Work required: Each line below has to be output exactly, from first to last.

The data:
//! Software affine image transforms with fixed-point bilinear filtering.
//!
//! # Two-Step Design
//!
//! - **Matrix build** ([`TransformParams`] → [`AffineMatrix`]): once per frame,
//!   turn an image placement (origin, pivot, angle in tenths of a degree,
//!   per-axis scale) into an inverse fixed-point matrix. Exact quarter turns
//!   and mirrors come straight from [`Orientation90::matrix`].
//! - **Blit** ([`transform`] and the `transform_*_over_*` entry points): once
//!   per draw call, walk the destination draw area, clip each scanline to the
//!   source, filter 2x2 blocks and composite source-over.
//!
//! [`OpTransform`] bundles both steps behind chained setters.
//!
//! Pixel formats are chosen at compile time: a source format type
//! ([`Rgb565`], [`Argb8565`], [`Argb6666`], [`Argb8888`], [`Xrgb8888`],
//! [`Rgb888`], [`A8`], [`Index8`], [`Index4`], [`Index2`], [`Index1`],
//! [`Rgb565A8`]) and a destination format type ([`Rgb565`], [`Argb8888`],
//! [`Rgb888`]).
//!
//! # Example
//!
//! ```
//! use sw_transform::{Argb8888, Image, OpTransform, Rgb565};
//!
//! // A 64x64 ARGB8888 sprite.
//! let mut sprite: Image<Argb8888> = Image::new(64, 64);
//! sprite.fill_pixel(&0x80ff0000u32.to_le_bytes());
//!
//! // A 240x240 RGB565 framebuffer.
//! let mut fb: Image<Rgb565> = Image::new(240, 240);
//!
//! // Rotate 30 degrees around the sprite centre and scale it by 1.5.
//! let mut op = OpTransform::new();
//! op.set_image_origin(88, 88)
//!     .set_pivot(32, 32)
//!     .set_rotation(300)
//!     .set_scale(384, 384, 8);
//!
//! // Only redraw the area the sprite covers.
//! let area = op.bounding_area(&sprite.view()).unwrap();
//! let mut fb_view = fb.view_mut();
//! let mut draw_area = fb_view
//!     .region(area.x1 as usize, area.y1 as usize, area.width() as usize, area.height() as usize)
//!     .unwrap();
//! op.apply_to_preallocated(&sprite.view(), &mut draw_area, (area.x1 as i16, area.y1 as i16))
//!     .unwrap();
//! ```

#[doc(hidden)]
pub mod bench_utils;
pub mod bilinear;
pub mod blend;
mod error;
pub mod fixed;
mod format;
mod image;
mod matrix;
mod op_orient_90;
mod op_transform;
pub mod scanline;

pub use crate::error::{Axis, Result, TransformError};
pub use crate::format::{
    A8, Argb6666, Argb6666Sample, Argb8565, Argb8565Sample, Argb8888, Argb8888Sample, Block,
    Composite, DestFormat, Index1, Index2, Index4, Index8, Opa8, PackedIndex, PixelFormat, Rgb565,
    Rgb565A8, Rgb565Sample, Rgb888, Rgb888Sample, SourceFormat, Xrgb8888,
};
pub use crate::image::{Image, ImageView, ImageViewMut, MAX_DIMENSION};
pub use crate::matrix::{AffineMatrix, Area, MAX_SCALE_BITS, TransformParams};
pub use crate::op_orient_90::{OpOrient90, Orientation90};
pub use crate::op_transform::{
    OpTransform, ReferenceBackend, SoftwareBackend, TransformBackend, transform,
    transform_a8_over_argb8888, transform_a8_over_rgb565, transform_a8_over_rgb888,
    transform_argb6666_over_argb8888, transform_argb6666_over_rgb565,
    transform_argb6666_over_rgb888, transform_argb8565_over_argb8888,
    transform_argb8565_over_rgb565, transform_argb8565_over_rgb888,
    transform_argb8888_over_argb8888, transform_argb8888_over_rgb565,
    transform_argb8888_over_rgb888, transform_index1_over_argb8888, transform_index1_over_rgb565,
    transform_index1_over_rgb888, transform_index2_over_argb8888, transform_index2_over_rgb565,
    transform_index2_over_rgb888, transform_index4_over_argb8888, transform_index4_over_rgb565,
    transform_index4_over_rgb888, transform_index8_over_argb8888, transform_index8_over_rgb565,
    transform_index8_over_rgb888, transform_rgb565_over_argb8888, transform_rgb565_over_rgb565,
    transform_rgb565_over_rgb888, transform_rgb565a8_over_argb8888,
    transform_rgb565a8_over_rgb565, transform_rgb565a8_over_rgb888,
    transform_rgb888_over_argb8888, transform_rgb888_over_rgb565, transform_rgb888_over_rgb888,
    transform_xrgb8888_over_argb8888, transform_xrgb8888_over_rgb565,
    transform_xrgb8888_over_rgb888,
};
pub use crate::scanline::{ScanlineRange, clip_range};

Response box:
//! Software affine image transforms with fixed-point bilinear filtering.
//!
//! # Two-Step Design
//!
//! - **Matrix build** ([`TransformParams`] → [`AffineMatrix`]): once per frame,
//!   turn an image placement (origin, pivot, angle in tenths of a degree,
//!   per-axis scale) into an inverse fixed-point matrix. Exact quarter turns
//!   and mirrors come straight from [`Orientation90::matrix`].
//! - **Blit** ([`transform`] and the `transform_*_over_*` entry points): once
//!   per draw call, walk the destination draw area, clip each scanline to the
//!   source, filter 2x2 blocks and composite source-over.
//!
//! [`OpTransform`] bundles both steps behind chained setters.
//!
//! Pixel formats are chosen at compile time: a source format type
//! ([`Rgb565`], [`Argb8565`], [`Argb6666`], [`Argb8888`], [`Xrgb8888`],
//! [`Rgb888`], [`A8`], [`Index8`], [`Index4`], [`Index2`], [`Index1`],
//! [`Rgb565A8`]) and a destination format type ([`Rgb565`], [`Argb8888`],
//! [`Rgb888`]).
//!
//! # Example
//!
//! ```
//! use sw_transform::{Argb8888, Image, OpTransform, Rgb565};
//!
//! // A 64x64 ARGB8888 sprite.
//! let mut sprite: Image<Argb8888> = Image::new(64, 64);
//! sprite.fill_pixel(&0x80ff0000u32.to_le_bytes());
//!
//! // A 240x240 RGB565 framebuffer.
//! let mut fb: Image<Rgb565> = Image::new(240, 240);
//!
//! // Rotate 30 degrees around the sprite centre and scale it by 1.5.
//! let mut op = OpTransform::new();
//! op.set_image_origin(88, 88)
//!     .set_pivot(32, 32)
//!     .set_rotation(300)
//!     .set_scale(384, 384, 8);
//!
//! // Only redraw the area the sprite covers.
//! let area = op.bounding_area(&sprite.view()).unwrap();
//! let mut fb_view = fb.view_mut();
//! let mut draw_area = fb_view
//!     .region(area.x1 as usize, area.y1 as usize, area.width() as usize, area.height() as usize)
//!     .unwrap();
//! op.apply_to_preallocated(&sprite.view(), &mut draw_area, (area.x1 as i16, area.y1 as i16))
//!     .unwrap();
//! ```

#[doc(hidden)]
pub mod bench_utils;
pub mod bilinear;
pub mod blend;
mod error;
pub mod fixed;
mod format;
mod image;
mod matrix;
mod op_orient_90;
mod op_transform;
pub mod scanline;

pub use crate::error::{Axis, Result, TransformError};
pub use crate::format::{
    A8, Argb6666, Argb6666Sample, Argb8565, Argb8565Sample, Argb8888, Argb8888Sample, Block,
    Composite, DestFormat, Index1, Index2, Index4, Index8, Opa8, PackedIndex, PixelFormat, Rgb565,
    Rgb565A8, Rgb565Sample, Rgb888, Rgb888Sample, SourceFormat, Xrgb8888,
};
pub use crate::image::{Image, ImageView, ImageViewMut, MAX_DIMENSION};
pub use crate::matrix::{AffineMatrix, Area, MAX_SCALE_BITS, TransformParams};
pub use crate::op_orient_90::{OpOrient90, Orientation90};
pub use crate::op_transform::{
    OpTransform, ReferenceBackend, SoftwareBackend, TransformBackend, transform,
    transform_a8_over_argb8888, transform_a8_over_rgb565, transform_a8_over_rgb888,
    transform_argb6666_over_argb8888, transform_argb6666_over_rgb565,
    transform_argb6666_over_rgb888, transform_argb8565_over_argb8888,
    transform_argb8565_over_rgb565, transform_argb8565_over_rgb888,
    transform_argb8888_over_argb8888, transform_argb8888_over_rgb565,
    transform_argb8888_over_rgb888, transform_index1_over_argb8888, transform_index1_over_rgb565,
    transform_index1_over_rgb888, transform_index2_over_argb8888, transform_index2_over_rgb565,
    transform_index2_over_rgb888, transform_index4_over_argb8888, transform_index4_over_rgb565,
    transform_index4_over_rgb888, transform_index8_over_argb8888, transform_index8_over_rgb565,
    transform_index8_over_rgb888, transform_rgb565_over_argb8888, transform_rgb565_over_rgb565,
    transform_rgb565_over_rgb888, transform_rgb565a8_over_argb8888,
    transform_rgb565a8_over_rgb565, transform_rgb565a8_over_rgb888,
    transform_rgb888_over_argb8888, transform_rgb888_over_rgb565, transform_rgb888_over_rgb888,
    transform_xrgb8888_over_argb8888, transform_xrgb8888_over_rgb565,
    transform_xrgb8888_over_rgb888,
};
pub use crate::scanline::{ScanlineRange, clip_range};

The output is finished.